Homenotes and dances

Onassis's brother-in-law who surpassed him in fortune

Stavros Niarchos was treated by Dr. Trueta and met with Trump for the 70th anniversary of Malcolm S. Forbes.

Stavros Niarchos in a file image
3 min

When we talk about billionaires of Greek origin, we often think of the legendary Aristotelis Onassis, the shipping magnate whose life was picture-perfect, including a relationship with singer Maria Callas and a marriage to JFK's widow. But despite his fame, everything seems to indicate that Onassis wasn't the richest magnate of his time, a place that belonged to Stavros Niarchos, curiously his brother-in-law. We'll learn the reason for this family connection later.

  • Greek businessman

When Stavros Spyrou Niarchos was born in Athens at the beginning of the 20th century, his parents had just returned from an American adventure that had earned them a considerable amount of money, allowing young Niarchos to study at the best schools in both Greece and the United States. But the prosperity was short-lived, as his father lost a fortune speculating on the stock market, and the family suffered a sudden decline in status.

His first contact with the shipping world came while working in his uncle's grain trading company, which ended up having its own fleet, precisely at his initiative. They took advantage of the economic situation of the Great Depression to acquire their first six ships at a bargain price. In the late 1930s, Niarchos kept one of the vessels, which, with the outbreak of World War II—where he served as a naval officer—was ceded to the Greek Navy, and which ended up at the bottom of the sea. After the war, he collected a significant compensation from the insurance policy on the sunken ship and was able to restart his maritime business.

In 1947, he married Eugenia Livanos, who was no stranger to the country's leading shipowner, Stavros Livanos. This marriage made him brother-in-law to Onassis, who had married another of the magnate's daughters a year earlier, hence the relationship we've been discussing since the beginning. The boom times that followed the war pushed him to build larger ships than those that existed until then, a fleet that he dedicated almost exclusively to transporting oil. A feverish race to achieve the maximum possible cargo capacity, in which Onassis, the American Daniel K. Ludwig, and Niarchos himself participated, allowed for unsuspected advances, to the point that between 1951 and 1962, the capacity of the largest ship in the world tripled. Some of these super-ships were built by Vickers, the arms company that had made Basil Zaharoff rich.

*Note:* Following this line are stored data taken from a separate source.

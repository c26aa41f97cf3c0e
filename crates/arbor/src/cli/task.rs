//! `arbor task` command implementations.

use std::path::{Path, PathBuf};

use anyhow::{Context, Result, bail};
use arbor::{NewTask, PageRequest, ParentFilter, Relation, TaskFilter, TaskId, TaskStatus};
use clap::Subcommand;
use colored::Colorize;
use serde_json::json;

use super::OutputMode;
use super::output::{print_json, print_section, status_label, task_line};

/// Task subcommands.
#[derive(Subcommand, Debug, Clone)]
pub enum TaskCommand {
    /// Create a task
    Add {
        /// Task title
        title: String,

        /// Parent task id
        #[arg(short, long)]
        parent: Option<TaskId>,

        /// Priority (higher runs first among equals)
        #[arg(long, default_value = "0")]
        priority: i64,

        /// Requirement text
        #[arg(short, long)]
        body: Option<String>,
    },

    /// Show a task with its documents
    Get {
        /// Task id (`5` or `#5`)
        id: TaskId,
    },

    /// List tasks
    List {
        /// Only tasks with this status
        #[arg(short, long)]
        status: Option<TaskStatus>,

        /// Only children of this task
        #[arg(short, long, conflicts_with = "roots")]
        parent: Option<TaskId>,

        /// Only tasks without a parent
        #[arg(long)]
        roots: bool,

        /// Only leaf tasks
        #[arg(long)]
        leaves: bool,

        /// Page number (1-based)
        #[arg(long, default_value = "1")]
        page: u32,

        /// Tasks per page
        #[arg(long, default_value_t = arbor::pagination::DEFAULT_PAGE_SIZE)]
        page_size: u32,
    },

    /// Delete a task without children
    Delete {
        /// Task id
        id: TaskId,
    },

    /// Change a task's status
    Status {
        /// Task id
        id: TaskId,

        /// New status (todo, split, planned, in_progress, done, failed)
        status: TaskStatus,
    },

    /// Attach a plan and mark the task planned
    Plan {
        /// Task id
        id: TaskId,

        /// Plan text
        #[arg(required_unless_present = "file", conflicts_with = "file")]
        text: Option<String>,

        /// Read the plan from a file
        #[arg(short, long)]
        file: Option<PathBuf>,
    },
}

/// Run a task subcommand.
pub fn run(dir: &Path, command: TaskCommand, mode: OutputMode) -> Result<()> {
    let engine = super::open(dir)?;

    match command {
        TaskCommand::Add {
            title,
            parent,
            priority,
            body,
        } => {
            let mut new = NewTask::new(title).with_priority(priority);
            if let Some(parent) = parent {
                new = new.with_parent(parent);
            }
            if let Some(body) = body {
                new = new.with_body(body);
            }
            let task = engine.create_task(new)?;
            match mode {
                OutputMode::Json => print_json(&task),
                OutputMode::Text => {
                    println!("{} {}", "Created".green().bold(), task_line(&task));
                    Ok(())
                }
            }
        }

        TaskCommand::Get { id } => {
            let detail = engine.task_detail(id)?;
            let related = engine.related(id)?;
            if mode == OutputMode::Json {
                return print_json(&json!({ "detail": detail, "related": related }));
            }

            let task = &detail.task;
            println!("{}", task_line(task));
            println!(
                "  {} depth {}{}",
                "•".dimmed(),
                task.depth,
                if task.is_leaf { ", leaf" } else { "" }
            );
            if let Some(parent) = task.parent {
                println!("  {} parent #{parent}", "•".dimmed());
            }
            print_section("Requirement", &detail.body);
            print_section("Plan", detail.plan.as_deref().unwrap_or_default());
            print_section("Report", detail.report.as_deref().unwrap_or_default());
            print_section("Error", detail.error.as_deref().unwrap_or_default());

            if !related.is_empty() {
                println!();
                println!("{}:", "Related".bold());
                for r in &related {
                    let label = match r.relation {
                        Relation::Dependency => "depends on",
                        Relation::Dependent => "needed by",
                        Relation::Parent => "parent",
                        Relation::Child => "child",
                    };
                    println!("  {:<10} {}", label.dimmed(), task_line(&r.task));
                }
            }
            Ok(())
        }

        TaskCommand::List {
            status,
            parent,
            roots,
            leaves,
            page,
            page_size,
        } => {
            let filter = TaskFilter {
                status,
                parent: if roots {
                    Some(ParentFilter::Root)
                } else {
                    parent.map(ParentFilter::Child)
                },
                leaf_only: leaves,
            };
            let page = engine.list_tasks(&filter, PageRequest::new(page, page_size)?)?;
            if mode == OutputMode::Json {
                return print_json(&page);
            }

            if page.items.is_empty() {
                println!("{}", "No tasks found.".dimmed());
            }
            for task in &page.items {
                println!("{}", task_line(task));
            }
            println!(
                "{}",
                format!(
                    "page {}/{} ({} tasks)",
                    page.page, page.total_pages, page.total_items
                )
                .dimmed()
            );
            Ok(())
        }

        TaskCommand::Delete { id } => {
            let removal = engine.delete_task(id)?;
            match mode {
                OutputMode::Json => print_json(&json!({
                    "deleted": id,
                    "parent": removal.task.parent,
                    "parent_status": removal.parent_status,
                })),
                OutputMode::Text => {
                    println!("{} task #{id}", "Deleted".green().bold());
                    if let (Some(parent), Some(status)) =
                        (removal.task.parent, removal.parent_status)
                    {
                        println!("  parent #{parent} is now {}", status_label(status));
                    }
                    Ok(())
                }
            }
        }

        TaskCommand::Status { id, status } => {
            let task = engine.set_status(id, status)?;
            match mode {
                OutputMode::Json => print_json(&task),
                OutputMode::Text => {
                    println!("{}", task_line(&task));
                    Ok(())
                }
            }
        }

        TaskCommand::Plan { id, text, file } => {
            let plan = match (text, file) {
                (Some(text), _) => text,
                (None, Some(path)) => std::fs::read_to_string(&path)
                    .with_context(|| format!("cannot read plan from '{}'", path.display()))?,
                (None, None) => bail!("give the plan text or --file"),
            };
            let task = engine.attach_plan(id, &plan)?;
            match mode {
                OutputMode::Json => print_json(&task),
                OutputMode::Text => {
                    println!("{} {}", "Planned".green().bold(), task_line(&task));
                    Ok(())
                }
            }
        }
    }
}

In 1970, Niarchos was once again in the headlines, but this time not for his business dealings, but for a tragic and also very confusing event. One spring night of that year, his wife Eugenia Livanos died under mysterious circumstances, and some fingers were immediately pointed in his direction. It should be noted that the two had divorced five years earlier, and Niarchos had immediately married Charlotte Ford, the great-granddaughter of the car factory's founder and thirty-two years his junior. But the union was short-lived, and Niarchos and Livanos returned. Revisiting the events of the spring of 1970, investigators had many doubts about the cause of death, to the point that the prosecutor requested the tycoon's prosecution. Finally, in September of that year, a court dismissed the case as suicide. Incidentally, Livanos and Ford would not be Niarchos' last marriages, because shortly after the events we have just recounted, he married none other than Tina Livanos, who was Eugenia's sister and Onassis's ex-wife.

Returning to the business world, in 1969 the immense power of the shipping companies was revealed when a dispute over a refinery between our protagonist and his rival Onassis ended up causing a major government crisis in Greece. Incidentally, shortly before these events, during the previous winter, Niarchos suffered an accident in St. Moritz and for treatment he had Dr. Trueta, a world-famous Catalan doctor, brought over on his private plane.

From 1991 onwards, his health began to deteriorate, to the point that the last five years of his life were spent between doctors in Switzerland and Austria. Before his decline, one of the last social events he attended was billionaire Malcolm S. Forbes's seventieth birthday party in Tangier, where he met many of the world's elite, including an American businessman named Donald Trump.